A more common risk comes from bad tenants. Tenants could decide to stop paying the rent, or they can damage your property. You can mitigate this particular risk with three preventative tactics: thorough tenant screening, rent default insurance, and strategically buying properties in areas with a respectful, reliable tenant population.

Thorough tenant screening starts with collecting a rental application and running credit reports, criminal background checks, and eviction reports. But it doesn’t end there. You should also verify income, employment, and rent payment history, by calling employers and previous landlords.

Rent default insurance pays you the rent if the tenant stops paying it. That way, you still get paid even if you have to file for eviction.

The only other major risk with rental properties comes from vacancies. By choosing high-demand markets with low vacancy rates, you can effectively mitigate that risk too.

7. Diversification of Assets

Investors understand that another way to mitigate risk lies in diversification. If you invest your life savings in one stock, you run the risk of that company declaring bankruptcy and losing a massive amount of money.

Yet the more diverse your assets, the less you exposed you are to any one disruption in the market. Among stocks, diversification strategies include buying small-, mid-, and large-cap companies, in multiple industries and sectors, across many regions in the world.

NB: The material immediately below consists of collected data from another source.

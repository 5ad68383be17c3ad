/// Appeals
///
/// Users can appeal an enforcement action. Appeals move submitted ->
/// under_review -> approved or denied; approval reverses the action in
/// the same transaction that resolves the appeal, so the two can never
/// disagree.
use crate::enforcement::actions::{reverse_action, ActionStore};
use crate::error::{EngineError, EngineResult};
use chrono::{DateTime, Utc};
use serde::{Deserialize, Serialize};
use sqlx::{Row, SqlitePool};
use uuid::Uuid;

#[derive(Debug, Clone, Copy, PartialEq, Eq, Serialize, Deserialize)]
#[serde(rename_all = "snake_case")]
pub enum AppealStatus {
    Submitted,
    UnderReview,
    Approved,
    Denied,
}

impl AppealStatus {
    pub fn as_str(&self) -> &'static str {
        match self {
            AppealStatus::Submitted => "submitted",
            AppealStatus::UnderReview => "under_review",
            AppealStatus::Approved => "approved",
            AppealStatus::Denied => "denied",
        }
    }

    pub fn from_str(s: &str) -> EngineResult<Self> {
        match s.to_lowercase().as_str() {
            "submitted" => Ok(AppealStatus::Submitted),
            "under_review" => Ok(AppealStatus::UnderReview),
            "approved" => Ok(AppealStatus::Approved),
            "denied" => Ok(AppealStatus::Denied),
            _ => Err(EngineError::Validation(format!(
                "Invalid appeal status: {}",
                s
            ))),
        }
    }

    pub fn is_open(&self) -> bool {
        matches!(self, AppealStatus::Submitted | AppealStatus::UnderReview)
    }
}

#[derive(Debug, Clone, Serialize)]
pub struct Appeal {
    pub id: String,
    pub enforcement_action_id: String,
    pub user_id: String,
    pub status: AppealStatus,
    pub reason: String,
    pub resolution_notes: Option<String>,
    pub resolved_by: Option<String>,
    pub submitted_at: DateTime<Utc>,
    pub review_started_at: Option<DateTime<Utc>>,
    pub reviewed_by: Option<String>,
    pub resolved_at: Option<DateTime<Utc>>,
}

#[derive(Clone)]
pub struct AppealManager {
    db: SqlitePool,
    actions: ActionStore,
}

impl AppealManager {
    pub fn new(db: SqlitePool, actions: ActionStore) -> Self {
        Self { db, actions }
    }

    /// Submit an appeal against an action. The action must exist, belong
    /// to the appellant, not be reversed already, and not have another
    /// open appeal.
    pub async fn submit(
        &self,
        action_id: &str,
        user_id: &str,
        reason: &str,
    ) -> EngineResult<Appeal> {
        if reason.trim().is_empty() {
            return Err(EngineError::Validation("reason is required".to_string()));
        }

        let action = self.actions.get(action_id).await?;
        if action.user_id != user_id {
            return Err(EngineError::Validation(
                "Appeals can only be submitted by the sanctioned user".to_string(),
            ));
        }
        if action.reversed_at.is_some() {
            return Err(EngineError::Conflict(
                "Action is already reversed".to_string(),
            ));
        }
        if let Some(existing) = self.open_appeal_for_action(action_id).await? {
            return Err(EngineError::Conflict(format!(
                "Action already has an open appeal ({})",
                existing.id
            )));
        }

        let id = Uuid::new_v4().to_string();
        let now = Utc::now();
        sqlx::query(
            r#"
            INSERT INTO appeals (id, enforcement_action_id, user_id, status, reason, submitted_at)
            VALUES (?, ?, ?, 'submitted', ?, ?)
            "#,
        )
        .bind(&id)
        .bind(action_id)
        .bind(user_id)
        .bind(reason)
        .bind(now.to_rfc3339())
        .execute(&self.db)
        .await?;

        tracing::info!(appeal_id = %id, action_id = %action_id, user_id = %user_id, "Appeal submitted");
        self.get(&id).await
    }

    pub async fn get(&self, id: &str) -> EngineResult<Appeal> {
        let row = sqlx::query(
            r#"
            SELECT id, enforcement_action_id, user_id, status, reason,
                   resolution_notes, resolved_by, submitted_at,
                   review_started_at, reviewed_by, resolved_at
            FROM appeals WHERE id = ?
            "#,
        )
        .bind(id)
        .fetch_optional(&self.db)
        .await?
        .ok_or_else(|| EngineError::NotFound("Appeal not found".to_string()))?;

        parse_appeal(&row)
    }

    pub async fn open_appeal_for_action(&self, action_id: &str) -> EngineResult<Option<Appeal>> {
        let row = sqlx::query(
            r#"
            SELECT id, enforcement_action_id, user_id, status, reason,
                   resolution_notes, resolved_by, submitted_at,
                   review_started_at, reviewed_by, resolved_at
            FROM appeals
            WHERE enforcement_action_id = ? AND status IN ('submitted', 'under_review')
            LIMIT 1
            "#,
        )
        .bind(action_id)
        .fetch_optional(&self.db)
        .await?;

        row.map(|r| parse_appeal(&r)).transpose()
    }

    pub async fn list_for_user(&self, user_id: &str, limit: i64) -> EngineResult<Vec<Appeal>> {
        let rows = sqlx::query(
            r#"
            SELECT id, enforcement_action_id, user_id, status, reason,
                   resolution_notes, resolved_by, submitted_at,
                   review_started_at, reviewed_by, resolved_at
            FROM appeals
            WHERE user_id = ?
            ORDER BY submitted_at DESC
            LIMIT ?
            "#,
        )
        .bind(user_id)
        .bind(limit)
        .fetch_all(&self.db)
        .await?;

        let mut appeals = Vec::with_capacity(rows.len());
        for row in rows {
            appeals.push(parse_appeal(&row)?);
        }
        Ok(appeals)
    }

    /// The review queue: open appeals, oldest first.
    pub async fn list_by_status(
        &self,
        status: AppealStatus,
        limit: i64,
    ) -> EngineResult<Vec<Appeal>> {
        let rows = sqlx::query(
            r#"
            SELECT id, enforcement_action_id, user_id, status, reason,
                   resolution_notes, resolved_by, submitted_at,
                   review_started_at, reviewed_by, resolved_at
            FROM appeals
            WHERE status = ?
            ORDER BY submitted_at ASC
            LIMIT ?
            "#,
        )
        .bind(status.as_str())
        .bind(limit)
        .fetch_all(&self.db)
        .await?;

        let mut appeals = Vec::with_capacity(rows.len());
        for row in rows {
            appeals.push(parse_appeal(&row)?);
        }
        Ok(appeals)
    }

    /// Take a submitted appeal into review.
    pub async fn begin_review(&self, appeal_id: &str, reviewer: &str) -> EngineResult<Appeal> {
        let appeal = self.get(appeal_id).await?;
        if appeal.status != AppealStatus::Submitted {
            return Err(EngineError::Conflict(format!(
                "Appeal is {} and cannot enter review",
                appeal.status.as_str()
            )));
        }

        let result = sqlx::query(
            r#"
            UPDATE appeals
            SET status = 'under_review', review_started_at = ?, reviewed_by = ?
            WHERE id = ? AND status = 'submitted'
            "#,
        )
        .bind(Utc::now().to_rfc3339())
        .bind(reviewer)
        .bind(appeal_id)
        .execute(&self.db)
        .await?;

        if result.rows_affected() == 0 {
            return Err(EngineError::Conflict(
                "Appeal was updated concurrently".to_string(),
            ));
        }
        self.get(appeal_id).await
    }

    /// Resolve an appeal under review. Approval reverses the action in the
    /// same transaction; denial leaves it standing.
    pub async fn resolve(
        &self,
        appeal_id: &str,
        approve: bool,
        reviewer: &str,
        notes: &str,
    ) -> EngineResult<Appeal> {
        let appeal = self.get(appeal_id).await?;
        if appeal.status != AppealStatus::UnderReview {
            return Err(EngineError::Conflict(format!(
                "Appeal is {} and cannot be resolved",
                appeal.status.as_str()
            )));
        }

        let status = if approve {
            AppealStatus::Approved
        } else {
            AppealStatus::Denied
        };
        let now = Utc::now();

        let mut tx = self.db.begin().await?;

        let updated = sqlx::query(
            r#"
            UPDATE appeals
            SET status = ?, resolved_by = ?, resolved_at = ?, resolution_notes = ?
            WHERE id = ? AND status = 'under_review'
            "#,
        )
        .bind(status.as_str())
        .bind(reviewer)
        .bind(now.to_rfc3339())
        .bind(notes)
        .bind(appeal_id)
        .execute(&mut *tx)
        .await?;
        if updated.rows_affected() == 0 {
            tx.rollback().await?;
            return Err(EngineError::Conflict(
                "Appeal was resolved concurrently".to_string(),
            ));
        }

        if approve {
            let reversed = reverse_action(
                &mut *tx,
                &appeal.enforcement_action_id,
                reviewer,
                &format!("Appeal {} approved", appeal_id),
                now,
            )
            .await?;
            if reversed == 0 {
                tx.rollback().await?;
                return Err(EngineError::Conflict(
                    "Action is already reversed".to_string(),
                ));
            }
        }

        tx.commit().await?;

        crate::metrics::record_appeal_resolution(status.as_str());
        tracing::info!(
            appeal_id = %appeal_id,
            status = status.as_str(),
            reviewer = %reviewer,
            "Appeal resolved"
        );
        self.get(appeal_id).await
    }
}

fn parse_appeal(row: &sqlx::sqlite::SqliteRow) -> EngineResult<Appeal> {
    let status_str: String = row.try_get("status")?;

    let parse_opt_ts = |value: Option<String>| -> EngineResult<Option<DateTime<Utc>>> {
        match value {
            Some(s) => Ok(Some(
                DateTime::parse_from_rfc3339(&s)
                    .map_err(|e| EngineError::Internal(format!("Invalid timestamp: {}", e)))?
                    .with_timezone(&Utc),
            )),
            None => Ok(None),
        }
    };

    let submitted_at_str: String = row.try_get("submitted_at")?;
    let submitted_at = DateTime::parse_from_rfc3339(&submitted_at_str)
        .map_err(|e| EngineError::Internal(format!("Invalid timestamp: {}", e)))?
        .with_timezone(&Utc);

    Ok(Appeal {
        id: row.try_get("id")?,
        enforcement_action_id: row.try_get("enforcement_action_id")?,
        user_id: row.try_get("user_id")?,
        status: AppealStatus::from_str(&status_str)?,
        reason: row.try_get("reason")?,
        resolution_notes: row.try_get("resolution_notes")?,
        resolved_by: row.try_get("resolved_by")?,
        submitted_at,
        review_started_at: parse_opt_ts(row.try_get("review_started_at")?)?,
        reviewed_by: row.try_get("reviewed_by")?,
        resolved_at: parse_opt_ts(row.try_get("resolved_at")?)?,
    })
}

#[cfg(test)]
pub(crate) async fn create_appeal_table(db: &SqlitePool) {
    sqlx::query(
        r#"
        CREATE TABLE appeals (
            id TEXT PRIMARY KEY,
            enforcement_action_id TEXT NOT NULL,
            user_id TEXT NOT NULL,
            status TEXT NOT NULL DEFAULT 'submitted',
            reason TEXT NOT NULL,
            resolution_notes TEXT,
            resolved_by TEXT,
            submitted_at TEXT NOT NULL,
            review_started_at TEXT,
            reviewed_by TEXT,
            resolved_at TEXT
        )
        "#,
    )
    .execute(db)
    .await
    .unwrap();
}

Real estate allows you to diversify your investments even further. The real estate market moves largely independently from the stock market; just because stocks drop, it doesn’t mean home prices and rents follow suit.

In retirement, you can lean on your rental income during stock market corrections, perhaps deferring maintenance until next year, or incentivizing a wavering tenant to renew their lease. When the stock market is strong, you can lean more heavily on your dividend income, or sell off a few stocks, as you make those needed rental property repairs or suffer a vacancy.

The more baskets you can spread your nest eggs among, the less likely you are to be broken by any one disruption.

Final Thoughts

While I don’t recommend rentals making up your entire retirement income, they can help you reach financial independence faster than stocks alone.

Take advantage of the perks above to scale your passive income faster. Yes, rentals do require more knowledge and more labor to invest in than stocks. But it’s that same barrier to entry that keeps every Tom, Dick, and Harry from investing in them, and which keeps the returns strong.

Invest the time to learn how to find good deals and how to calculate rental cash flow. Once you know how to do that, you can create ongoing sources of passive income, that only rise in value and income with every year that goes by.

When do you plan to retire? What investments do you plan to live on after retiring? Do rental properties figure into your plans at all?